Jumat, 27 Agustus 2021

My Opinion

Financialization of Housing
Based on a Statement by the Special Rapporteur on the right to adequate housing, Leilani Farha, during the Interactive Dialogue at the Human Rights Council on March 1, 2017.

 

By Edwin Ronaldo

 



I agree with the opinion on the 2017 United Nations Human Rights Council report on housing finance. Before arguing, let me explain first. In fact, housing finance does not create new value. In addition to violating human rights. Housing finance was the biggest cause of the crisis. Soaring housing prices, followed by banks experiencing liquidity problems, due to the financial incompetence of the community. So, it causes a structured crisis.


Finances can double profits in just seconds in the money market. But it cannot create new value such as in the agriculture sector, industry sector, trade sector, and services sector. This encourages the separation of the financial system and the real economy. Since financialization is highly dependent on speculative action, it is not surprising that the financial sector ranging from one bubble to another (crisis to crisis).

Actually, the crisis was triggered by the housing sector crisis. Banks accept deposits from customers, then they lend to the industry. The bank pays the customer a certain interest. And industrialists pay that interest rate. The difference between the two interest rates is the source of profit of banks commonly called Net Interest Margin. This is the model that old commercial banking uses. After entering the period of financial deregulation, we enter a new model. In the old model of every person who took out a loan to a bank, he created assets for the bank. It was put in the account and stayed that way, unchanged. Now, this old model is gone. We are entering into a new model where credit agreements between borrowers and banks are not the end of everything. The bank converts the loan into a tradeable financial asset, through a process called securitization. This instrument is then traded in the financial market. Parties operating in the financial markets can buy and sell them. The party that trades these assets expects to make a profit. Among other things, through a lower purchase price and then sold at a higher price.
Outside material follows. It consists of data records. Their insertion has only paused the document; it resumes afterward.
//! services/api/src/adapters/db.rs
//!
//! This module contains the database adapter, the concrete implementation of the
//! `NoteTable` and `FavoriteTable` ports from the core crate and of the service's
//! `AccountStore`. It handles all interactions with PostgreSQL using `sqlx`.

use async_trait::async_trait;
use chrono::{DateTime, Utc};
use sqlx::{FromRow, PgPool};
use study_notes_core::domain::{AuthSession, FavoriteMark, FavoriteRow, Identity, NewNote, Note, Role};
use study_notes_core::ports::{FavoriteTable, NoteTable, PortError, PortResult};
use tracing::warn;
use uuid::Uuid;

use crate::accounts::{AccountStore, NewAccount, UserCredentials};

//=========================================================================================
// The Main Adapter Struct
//=========================================================================================

/// A database adapter that implements the table ports.
#[derive(Clone)]
pub struct DbAdapter {
    pool: PgPool,
}

impl DbAdapter {
    /// Creates a new `DbAdapter`.
    pub fn new(pool: PgPool) -> Self {
        Self { pool }
    }

    /// A helper function to run database migrations at startup.
    pub async fn run_migrations(&self) -> Result<(), sqlx::migrate::MigrateError> {
        sqlx::migrate!("./migrations").run(&self.pool).await
    }
}

fn unexpected(e: sqlx::Error) -> PortError {
    PortError::Unexpected(e.to_string())
}

fn parse_role(raw: &str) -> Role {
    raw.parse().unwrap_or_else(|e| {
        warn!("{e}, treating the account as a student");
        Role::Student
    })
}

//=========================================================================================
// "Impure" Database Record Structs
//=========================================================================================

#[derive(FromRow)]
struct NoteRecord {
    id: Uuid,
    title: String,
    subject: String,
    file_url: String,
    created_at: DateTime<Utc>,
}
impl NoteRecord {
    fn to_domain(self) -> Note {
        Note {
            id: self.id,
            title: self.title,
            subject: self.subject,
            file_url: self.file_url,
            created_at: self.created_at,
        }
    }
}

/// A favorites row left-joined with its note; the note columns are null when
/// the note is gone.
#[derive(FromRow)]
struct FavoriteRecord {
    user_id: Uuid,
    note_id: Uuid,
    title: Option<String>,
    subject: Option<String>,
    file_url: Option<String>,
    created_at: Option<DateTime<Utc>>,
}
impl FavoriteRecord {
    fn to_domain(self) -> FavoriteRow {
        let note = match (self.title, self.subject, self.file_url, self.created_at) {
            (Some(title), Some(subject), Some(file_url), Some(created_at)) => Some(Note {
                id: self.note_id,
                title,
                subject,
                file_url,
                created_at,
            }),
            _ => None,
        };
        FavoriteRow {
            mark: FavoriteMark {
                user_id: self.user_id,
                note_id: self.note_id,
            },
            note,
        }
    }
}

#[derive(FromRow)]
struct UserRecord {
    user_id: Uuid,
    email: String,
    role: String,
}
impl UserRecord {
    fn to_domain(self) -> Identity {
        Identity {
            user_id: self.user_id,
            email: self.email,
            role: parse_role(&self.role),
        }
    }
}

#[derive(FromRow)]
struct CredentialsRecord {
    user_id: Uuid,
    email: String,
    role: String,
    hashed_password: String,
    email_verified: bool,
}
impl CredentialsRecord {
    fn to_domain(self) -> UserCredentials {
        UserCredentials {
            identity: Identity {
                user_id: self.user_id,
                email: self.email,
                role: parse_role(&self.role),
            },
            hashed_password: self.hashed_password,
            email_verified: self.email_verified,
        }
    }
}

#[derive(FromRow)]
struct SessionRecord {
    id: String,
    expires_at: DateTime<Utc>,
    user_id: Uuid,
    email: String,
    role: String,
}
impl SessionRecord {
    fn to_domain(self) -> AuthSession {
        AuthSession {
            id: self.id,
            identity: Identity {
                user_id: self.user_id,
                email: self.email,
                role: parse_role(&self.role),
            },
            expires_at: self.expires_at,
        }
    }
}

//=========================================================================================
// Table Port Implementations
//=========================================================================================

#[async_trait]
impl NoteTable for DbAdapter {
    async fn list_newest_first(&self) -> PortResult<Vec<Note>> {
        let records = sqlx::query_as::<_, NoteRecord>(
            "SELECT id, title, subject, file_url, created_at FROM notes ORDER BY created_at DESC",
        )
        .fetch_all(&self.pool)
        .await
        .map_err(unexpected)?;
        Ok(records.into_iter().map(|r| r.to_domain()).collect())
    }

    async fn get(&self, id: Uuid) -> PortResult<Note> {
        let record = sqlx::query_as::<_, NoteRecord>(
            "SELECT id, title, subject, file_url, created_at FROM notes WHERE id = $1",
        )
        .bind(id)
        .fetch_one(&self.pool)
        .await
        .map_err(|e| match e {
            sqlx::Error::RowNotFound => PortError::NotFound(format!("Note {} not found", id)),
            _ => unexpected(e),
        })?;
        Ok(record.to_domain())
    }

    async fn insert(&self, note: NewNote) -> PortResult<Note> {
        let record = sqlx::query_as::<_, NoteRecord>(
            "INSERT INTO notes (id, title, subject, file_url) VALUES ($1, $2, $3, $4) \
             RETURNING id, title, subject, file_url, created_at",
        )
        .bind(Uuid::new_v4())
        .bind(&note.title)
        .bind(&note.subject)
        .bind(&note.file_url)
        .fetch_one(&self.pool)
        .await
        .map_err(unexpected)?;
        Ok(record.to_domain())
    }

    async fn delete(&self, id: Uuid) -> PortResult<()> {
        // Favorites pointing at the note go with it (ON DELETE CASCADE).
        let result = sqlx::query("DELETE FROM notes WHERE id = $1")
            .bind(id)
            .execute(&self.pool)
            .await
            .map_err(unexpected)?;
        if result.rows_affected() == 0 {
            return Err(PortError::NotFound(format!("Note {} not found", id)));
        }
        Ok(())
    }
}

#[async_trait]
impl FavoriteTable for DbAdapter {
    async fn list_for_user(&self, user_id: Uuid) -> PortResult<Vec<FavoriteRow>> {
        let records = sqlx::query_as::<_, FavoriteRecord>(
            "SELECT f.user_id, f.note_id, n.title, n.subject, n.file_url, n.created_at \
             FROM favorites f LEFT JOIN notes n ON n.id = f.note_id \
             WHERE f.user_id = $1 ORDER BY f.created_at DESC",
        )
        .bind(user_id)
        .fetch_all(&self.pool)
        .await
        .map_err(unexpected)?;
        Ok(records.into_iter().map(|r| r.to_domain()).collect())
    }

    async fn insert(&self, mark: FavoriteMark) -> PortResult<()> {
        sqlx::query("INSERT INTO favorites (user_id, note_id) VALUES ($1, $2) ON CONFLICT DO NOTHING")
            .bind(mark.user_id)
            .bind(mark.note_id)
            .execute(&self.pool)
            .await
            .map_err(|e| match &e {
                sqlx::Error::Database(db) if db.is_foreign_key_violation() => {
                    PortError::NotFound(format!("Note {} not found", mark.note_id))
                }
                _ => unexpected(e),
            })?;
        Ok(())
    }

    async fn delete(&self, mark: FavoriteMark) -> PortResult<()> {
        sqlx::query("DELETE FROM favorites WHERE user_id = $1 AND note_id = $2")
            .bind(mark.user_id)
            .bind(mark.note_id)
            .execute(&self.pool)
            .await
            .map_err(unexpected)?;
        Ok(())
    }
}

//=========================================================================================
// `AccountStore` Implementation
//=========================================================================================

#[async_trait]
impl AccountStore for DbAdapter {
    async fn create_account(&self, account: NewAccount) -> PortResult<Identity> {
        let record = sqlx::query_as::<_, UserRecord>(
            "INSERT INTO users (user_id, email, hashed_password, display_name, role, verification_token) \
             VALUES ($1, $2, $3, $4, $5, $6) RETURNING user_id, email, role",
        )
        .bind(Uuid::new_v4())
        .bind(&account.email)
        .bind(&account.hashed_password)
        .bind(&account.display_name)
        .bind(account.role.as_str())
        .bind(&account.verification_token)
        .fetch_one(&self.pool)
        .await
        .map_err(|e| match &e {
            sqlx::Error::Database(db) if db.is_unique_violation() => {
                PortError::Rejected("User already registered".to_string())
            }
            _ => unexpected(e),
        })?;
        Ok(record.to_domain())
    }

    async fn get_credentials(&self, email: &str) -> PortResult<UserCredentials> {
        let record = sqlx::query_as::<_, CredentialsRecord>(
            "SELECT user_id, email, role, hashed_password, email_verified FROM users WHERE email = $1",
        )
        .bind(email)
        .fetch_one(&self.pool)
        .await
        .map_err(|e| match e {
            sqlx::Error::RowNotFound => PortError::NotFound(format!("User {} not found", email)),
            _ => unexpected(e),
        })?;
        Ok(record.to_domain())
    }

    async fn verify_email(&self, token: &str) -> PortResult<Identity> {
        let record = sqlx::query_as::<_, UserRecord>(
            "UPDATE users SET email_verified = TRUE, verification_token = NULL \
             WHERE verification_token = $1 RETURNING user_id, email, role",
        )
        .bind(token)
        .fetch_one(&self.pool)
        .await
        .map_err(|e| match e {
            sqlx::Error::RowNotFound => PortError::NotFound("Verification link is invalid or already used".to_string()),
            _ => unexpected(e),
        })?;
        Ok(record.to_domain())
    }

    async fn create_auth_session(&self, session_id: &str, user_id: Uuid, expires_at: DateTime<Utc>) -> PortResult<()> {
        sqlx::query("INSERT INTO auth_sessions (id, user_id, expires_at) VALUES ($1, $2, $3)")
            .bind(session_id)
            .bind(user_id)
            .bind(expires_at)
            .execute(&self.pool)
            .await
            .map_err(unexpected)?;
        Ok(())
    }

    async fn validate_auth_session(&self, session_id: &str) -> PortResult<AuthSession> {
        let record = sqlx::query_as::<_, SessionRecord>(
            "SELECT s.id, s.expires_at, u.user_id, u.email, u.role \
             FROM auth_sessions s JOIN users u ON u.user_id = s.user_id \
             WHERE s.id = $1 AND s.expires_at > now()",
        )
        .bind(session_id)
        .fetch_one(&self.pool)
        .await
        .map_err(|e| match e {
            sqlx::Error::RowNotFound => PortError::NotFound("Session not found or expired".to_string()),
            _ => unexpected(e),
        })?;
        Ok(record.to_domain())
    }

    async fn delete_auth_session(&self, session_id: &str) -> PortResult<()> {
        sqlx::query("DELETE FROM auth_sessions WHERE id = $1")
            .bind(session_id)
            .execute(&self.pool)
            .await
            .map_err(unexpected)?;
        Ok(())
    }

    async fn delete_expired_sessions(&self) -> PortResult<Vec<String>> {
        sqlx::query_scalar::<_, String>("DELETE FROM auth_sessions WHERE expires_at <= now() RETURNING id")
            .fetch_all(&self.pool)
            .await
            .map_err(unexpected)
    }
}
The bank, which takes on this residential credit, has turned it into assets that are aligned with other assets into complex derivative products called asset-backed bonds. People who buy those bonds do so when the housing market develops and the value of housing assets rises, and they expect to sell those bonds at higher prices. When these loans started to feel unprofitable. For example, because the value of a house is destroyed by many borrowers who fail to pay installments, or because many people sell their homes to pay debts, the securities immediately lose their price. Those who sell these problematic assets seem to feel they have escaped risk. In fact, they have spread risks into the system, such as contracting to investment banks like Goldman Sachs and Merril Lynch, and so on. This has a deadly effect on the system as a whole. The fact is that the credit system has financed U.S. economic growth throughout the 1980s. On the other hand, the deregulation of the financial sector is also a solution for global capitalism to restore its profit levels. This is a bad picture of the economy in general. The biggest threat insight is soaring household debt. By the 1990s, household debt had reached 95.6 percent of the total income. After millions of people lost their money and were depressed by new debt, banks now have debts that are at very bad risk. The subprime mortgage crisis is part of the debt picture of working people and the middle class. Pumping credit in finance is the ruling class's way of delaying the crisis, but it has actually deepened the degree of the overproduction crisis itself.

It's hard to curb the rich for their purchases. The solution that I can provide is the need for the application of a progressive tax on housing ownership as an effort to suppress excess ownership. Thus, homeownership for the purpose of speculation and accumulation of wealth can be slowed down. In addition, the proceeds from the implementation of progressive taxes can be used as cheap housing subsidies for low-income people. So that the balance can still be maintained both from the economic side and the fulfillment of human rights.